Is employee loyalty dead?
Umesh Lakshman
Storyteller | ?? Tech | ?? Host | Passion: Learning, Simplifying Tech, creating awesome cultures and leaders | Superpower: TBD
Reading time: 10 minutes
A couple of organizational leaders and I met for drinks a few days ago. Our discussion meandered gently towards one of us expressing frustration around employee loyalty, or rather, the lack thereof. We talked through the evolution of employee loyalty and had a heated debate soon after around what are realistic expectations as leaders when it comes to employee loyalty.
As someone who loves to focus on what I can control, in my opinion, employee engagement is a gauge of loyalty as it can be measured and experienced. My hope is hence to provide some perspective on employee loyalty vs. employee engagement and how leaders can enable improved employee engagement. Also, I strongly feel that Loyalty is a long-term by-product of deeper engagement achieved between the individual and their work environment and its leaders/team members and the overall organization's vision.
The dictionary meaning of loyalty led me down a bit of a rathole.
The definition of loyalty is unswerving in allegiance. The examples called out all focus on one word; Faithful. My favorites; "firm in adherence to promises or in observance of duty" and "given with strong assurance". It felt very dutiful, authoritative, and somewhat top-down and hierarchical in its definition. It felt heavy on imposed expectations.
Simplistically, I believe loyalty equates to our circumstantial expectation of someone or something. Human beings expect loyalty from peers, our spouse, friends, pets, etc. When you translate that to the professional realm, organizations, and leaders define loyalty as allegiance depicted to a company, team or a manager against all odds; a heavy expectation to burden employees with.
Employee loyalty is achieved when there is a balance between the organization's goals and its success and the employee's career aspirations and their best interests.
So how do we as leaders lighten the load? How do we promote a sense of loyalty to the organization, team or our leadership?
By focusing on engagement versus loyalty.
When posed with options, employees choose to either leave or stay with the same team, organization or company based on how deep their engagement is with their leadership and organization. Always remember the 5 C's of why someone is drawn to a new job: Compensation, Culture, Career options and progression, Cost of living and Commute time.

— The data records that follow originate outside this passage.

/// Length of the accrual year in seconds (365 days, no leap handling).
pub const SECONDS_PER_YEAR: u64 = 365 * 86_400;

/// APY is stored as a whole percentage, so `1` means 1 %.
pub const PERCENT_DENOMINATOR: u64 = 100;

/// Rate a freshly initialized ledger starts with.
pub const DEFAULT_APY: u32 = 1;

// ── Core accrual ────────────────────────────────────────────────────────────

/// Simple interest earned by `balance` over `elapsed` seconds at
/// `apy_percent`:
///
/// ```text
/// floor(balance × apy_percent × elapsed / (SECONDS_PER_YEAR × 100))
/// ```
///
/// The product is evaluated exactly in `u128`. The balance is split into
/// `q × D + r` against the denominator `D`, so
/// `floor(b × n / D) = q × n + floor(r × n / D)` and the `r × n` term always
/// fits (`r < D ≈ 3.2e9`, `n ≤ u32::MAX × u64::MAX ≈ 7.9e28`).
///
/// Returns `None` only when the true result does not fit an `i128`.
/// Non-positive balances, a zero rate and a zero interval all earn nothing.
#[allow(clippy::arithmetic_side_effects)]
pub fn accrue(balance: i128, apy_percent: u32, elapsed: u64) -> Option<i128> {
    if balance <= 0 || apy_percent == 0 || elapsed == 0 {
        return Some(0);
    }

    let denominator = u128::from(SECONDS_PER_YEAR) * u128::from(PERCENT_DENOMINATOR);
    let rate_time = u128::from(apy_percent) * u128::from(elapsed);

    // balance > 0 was checked above, so the cast is lossless.
    let principal = balance as u128;
    let whole = principal / denominator;
    let rest = principal % denominator;

    let exact = whole
        .checked_mul(rate_time)?
        .checked_add(rest * rate_time / denominator)?;

    i128::try_from(exact).ok()
}

/// Interest owed since `last_settled_at`, with the interval clamped at zero
/// when `now` lies before the last settlement.
pub fn accrue_since(
    balance: i128,
    apy_percent: u32,
    last_settled_at: u64,
    now: u64,
) -> Option<i128> {
    accrue(balance, apy_percent, now.saturating_sub(last_settled_at))
}

// ── Unit tests ──────────────────────────────────────────────────────────────
// Pure-math tests with no Soroban environment dependency.

#[cfg(test)]
mod tests {
    extern crate std;
    use super::*;

    const TOKEN: i128 = 1_000_000_000_000_000_000;
    const SIX_MONTHS: u64 = 6 * 30 * 86_400;

    #[test]
    fn zero_inputs_earn_nothing() {
        assert_eq!(accrue(0, 10, SIX_MONTHS), Some(0));
        assert_eq!(accrue(1_000, 0, SIX_MONTHS), Some(0));
        assert_eq!(accrue(1_000, 10, 0), Some(0));
        assert_eq!(accrue(-5, 10, SIX_MONTHS), Some(0));
    }

    #[test]
    fn full_year_at_one_percent() {
        assert_eq!(accrue(1_000, 1, SECONDS_PER_YEAR), Some(10));
        assert_eq!(accrue(100 * TOKEN, 1, SECONDS_PER_YEAR), Some(TOKEN));
    }

    #[test]
    fn six_months_at_ten_percent_on_ninety_tokens() {
        // 90e18 × 10 × 15_552_000 / 3_153_600_000
        assert_eq!(
            accrue(90 * TOKEN, 10, SIX_MONTHS),
            Some(4_438_356_164_383_561_643)
        );
    }

    #[test]
    fn division_truncates() {
        // 1 × 100 × 1 / 3_153_600_000 rounds down to zero.
        assert_eq!(accrue(1, 100, 1), Some(0));
        // 99 units for a year at 1 % is 0.99 → 0.
        assert_eq!(accrue(99, 1, SECONDS_PER_YEAR), Some(0));
        assert_eq!(accrue(199, 1, SECONDS_PER_YEAR), Some(1));
    }

    #[test]
    fn matches_naive_formula_when_it_fits() {
        let cases: [(i128, u32, u64); 4] = [
            (90 * TOKEN, 10, SIX_MONTHS),
            (123_456_789, 7, 3_600),
            (TOKEN, 250, 86_400 * 17),
            (3_153_599_999, 3, 1),
        ];
        for (balance, apy, elapsed) in cases {
            let naive = balance * i128::from(apy) * i128::from(elapsed)
                / (i128::from(SECONDS_PER_YEAR) * 100);
            assert_eq!(accrue(balance, apy, elapsed), Some(naive));
        }
    }

    #[test]
    fn large_operands_do_not_panic() {
        // The naive product would overflow i128 here, but the result fits.
        let balance = i128::MAX / 1_000;
        let earned = accrue(balance, 1, SECONDS_PER_YEAR).unwrap();
        assert_eq!(earned, balance / 100);
    }

    #[test]
    fn unrepresentable_result_is_none() {
        assert_eq!(accrue(i128::MAX, u32::MAX, u64::MAX), None);
    }

    #[test]
    fn interval_before_last_settlement_is_clamped() {
        assert_eq!(accrue_since(1_000, 10, 500, 100), Some(0));
        assert_eq!(
            accrue_since(1_000, 100, 100, 100 + SECONDS_PER_YEAR),
            Some(1_000)
        );
    }
}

Below are 7 key guidelines for leaders to improve employee engagement.
1. Manage your mindset.
Loyalty is easy to expect. Trust, respect, and consistency are key for us to reciprocate with our loyalty. If you are looking for loyalty from your employees, embody what you would like them to reciprocate. This will lead to active engagement and involvement with positive drive and energy; a sense of "let's get $hit done...together!". Loyalty is attained by doing the right thing consistently. People enjoy working for leaders who truly care and in turn, connect with them.
2. Lead vs Rule
Do you lead or do you want to rule? Employees are energized and hence more engaged if they are led. Hierarchy is where loyalty and its expectations sit. Equality is where engagement blossoms and leads to long-term loyalty. Respect, a key driver for loyalty is also almost always earned with better engagement. As leaders, your loyalty to your team and its members will translate to their loyalty in return. The team and the organization will mirror you. Lead by example, practice what you preach. Visual, verbal and character incongruencies do not promote a sense of "he or she can be trusted". Without trust, expecting loyalty is a pipe dream.
3. Continuous investment
Invest in your team with minimal expectation for retention. Inspire your team to do better every day by showing them a path to success. Help them understand the need to focus on growth and its balance with milestones and goals. Inculcate a can-do attitude that will energize individuals and teams to focus on collective outcomes.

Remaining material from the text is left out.